If you are an employer, there is a good chance you sponsor a qualified retirement plan, such as a 401(k) plan, and offer your employees coverage under a group health plan. These employee benefit plans maintain a lot of detailed personal information about participants and their families, including, names, dates of birth, Social Security numbers, bank information, compensation, medical claims data, email and physical addresses, and account balances. This personal identifiable information (“PII”) is shared with and accessed by different users and service providers to administer the plans. In this age of ever-increasing cyber security threats, how safe is PII collected, used, and disclosed from a data breach?

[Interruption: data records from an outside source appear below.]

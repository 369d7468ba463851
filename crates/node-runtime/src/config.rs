//! Runtime configuration loading.

use std::path::Path;

use anyhow::{Context, Result};
use fp_01_latest_ledger::config::NETWORK_PASSPHRASE_ENV;
use fp_01_latest_ledger::ProcessorConfig;
use tracing::info;

/// Load the processor configuration.
///
/// A config file, when given, takes precedence over `FP_NETWORK_PASSPHRASE`.
pub fn load_config(path: Option<&Path>) -> Result<ProcessorConfig> {
    match path {
        Some(path) => {
            let text = std::fs::read_to_string(path)
                .with_context(|| format!("reading config file {}", path.display()))?;
            let config = ProcessorConfig::from_json(&text)
                .with_context(|| format!("parsing config file {}", path.display()))?;
            info!("Loaded config from {}", path.display());
            Ok(config)
        }
        None => {
            let config = ProcessorConfig::from_env()
                .with_context(|| format!("{} is not set", NETWORK_PASSPHRASE_ENV))?;
            info!("Loaded config from environment");
            Ok(config)
        }
    }
}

These federal laws contain privacy provisions applicable to individually identifiable health information maintained, used, or disclosed by group health plans:
- Health Insurance Portability and Accountability Act;
- Genetic Information Nondiscrimination Act;
- Gramm-Leach-Bliley Act;
- Americans with Disabilities Act;
- Federal Trade Commission Act;
- Federal Substance Abuse Rules;
- Federal Computer Fraud and Abuse Act;
- Federal Constitutional Rights of Privacy for Medical Records; and
- Federal Identity Theft Prevention Program
Although many federal and state laws deal with privacy and security, there is no comprehensive federal legislation, including ERISA, which protects data maintained for use by your retirement plan or third party administrator. You may need to develop your own strategy to protect and monitor the PII of participants in your retirement plan.
In 2011 and again in 2016, the ERISA Advisory Council (consisting of 15 members appointed by the Secretary of Labor to advise the Secretary and make recommendations), examined cybersecurity considerations as they relate to pension and welfare benefit plans. In 2011, the Council urged the Department of Labor to provide guidance concerning protecting PII as a fiduciary responsibility, and the extent to which participant and beneficiary PII should be protected while administrating the plans. To date, no guidance or legislation dealing with privacy and security of PII maintained by retirement plans has been proposed.

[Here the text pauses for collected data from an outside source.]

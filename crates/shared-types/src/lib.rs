//! # Shared Types Crate
//!
//! Decoded ledger model shared by every processor in the workspace.
//!
//! ## Contents
//!
//! - **Entities**: `LedgerCloseMeta`, `LedgerHeader`, the transaction envelope
//!   sum type and processing results.
//! - **Reader**: `LedgerTransactionReader` pairs each processing result with
//!   the envelope it was produced from, keyed by network-scoped hash.
//! - **Errors**: `ReaderError` for meta that cannot be iterated.
//!
//! ## Design Principles
//!
//! - **Exhaustive Envelopes**: `TransactionEnvelope` is a closed enum. Code that
//!   needs per-variant behaviour matches on it without a wildcard arm.
//! - **Typed Soft Failures**: a result whose envelope is missing from the
//!   transaction set is reported as `ReadOutcome::Unreadable`, not as an error.

pub mod entities;
pub mod errors;
pub mod reader;

#[cfg(any(test, feature = "test-utils"))]
pub mod fixtures;

pub use entities::*;
pub use errors::*;
pub use reader::*;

The 2016 Council focused on cyber risk management strategies that can be scaled (no one-size-fits-all) based on the sponsor, its resources, plan size and complexity. The Council prepared a cybersecurity educational resource titled “Employee Benefit Plans: Considerations for Managing Cybersecurity Risks,” which can be accessed here for more detail.

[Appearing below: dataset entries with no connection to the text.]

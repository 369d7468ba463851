//! Value objects for the Latest-Ledger processor

use serde::{Deserialize, Serialize};

/// Nominal ledger close interval of the network, in seconds.
///
/// Divisor for the throughput estimate when no usable elapsed time exists:
/// on the first ledger of an instance, and when close times do not advance.
pub const NOMINAL_CLOSE_INTERVAL_SECS: f64 = 5.0;

/// Per-transaction classification.
#[derive(Clone, Copy, Debug, PartialEq, Eq)]
pub struct TransactionClassification {
    /// Result code is a success (including fee-bump inner success).
    pub is_successful: bool,
    /// Operations submitted, regardless of outcome.
    pub operation_count: u64,
    /// Fee charged, regardless of outcome.
    pub fee_charged: i64,
}

/// Resources declared by a smart-contract transaction.
#[derive(Clone, Copy, Debug, Default, PartialEq, Eq, Serialize, Deserialize)]
pub struct ResourceUsage {
    pub resource_fee: i64,
    pub instructions: u32,
    pub read_bytes: u32,
    pub write_bytes: u32,
}

/// Output of one rate computation.
#[derive(Clone, Copy, Debug, PartialEq)]
pub struct RateEstimate {
    /// Successful operations per second.
    pub transactions_per_second: f64,
    /// Close time to remember for the next ledger.
    pub next_close_time: chrono::DateTime<chrono::Utc>,
}

#[cfg(test)]
mod tests {
    use super::*;

    #[test]
    fn test_nominal_interval() {
        assert_eq!(NOMINAL_CLOSE_INTERVAL_SECS, 5.0);
    }

    #[test]
    fn test_resource_usage_default_is_zero() {
        let usage = ResourceUsage::default();
        assert_eq!(usage.resource_fee, 0);
        assert_eq!(usage.instructions, 0);
        assert_eq!(usage.read_bytes, 0);
        assert_eq!(usage.write_bytes, 0);
    }
}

The Council focused on these elements to develop a cybersecurity risk management strategy.
- Understand Participant Data
- What data should be protected?
- How is the data classified? (PII vs. protected health information (“PHI”), with different standards of care)
- Where is the data stored? (multiple parties/locations)
- Who has access to the data?
- How is data accessed?
- Is access controlled; are there procedures in place to manage access?
- What data is needed?
- What data must be retained?
- What are the threats?
- Cybersecurity Frameworks – below follows the framework developed by the National Institute of Standards and Technology
- Identify risks (including employees who may be careless or poorly trained)
- Develop program to protect data that could be at risk (create culture of awareness, update software and security)
- State how breaches will be detected
- Develop plan to respond once a breach occurs
- Detail plan of recovery
- Protocols and Policies
- Implementation and monitoring (who designs, documents, implements, and maintains the (dynamic) strategy)
- Testing, updating, enhancing cybersecurity procedures
- Regular reports to fiduciaries
- Regular cyber risk awareness training
- Background checks on new personnel
- Restrict access to an as-needed basis
- Strategy to remove unnecessary data
- Evaluate service provider security programs and access to data
- Striking the Right Balance
- Determine balance of preventive measures relative to the probability of the threat, loss exposure, and cost of protective action
The challenges will continually evolve. Consider hiring a professional to help you protect the PII maintained by the retirement plan if you do not have the expertise in-house. You may also want to consider whether cybersecurity insurance makes sense for your company. Check existing insurance policies to determine what is included or excluded should there be a cyber breach – and how it compares to the risks identified. Do not forget to review the cyber protections in place at your service providers. Everyone who comes in contact with PII or PHI must be conscientious. Be aware of these sensitive issues.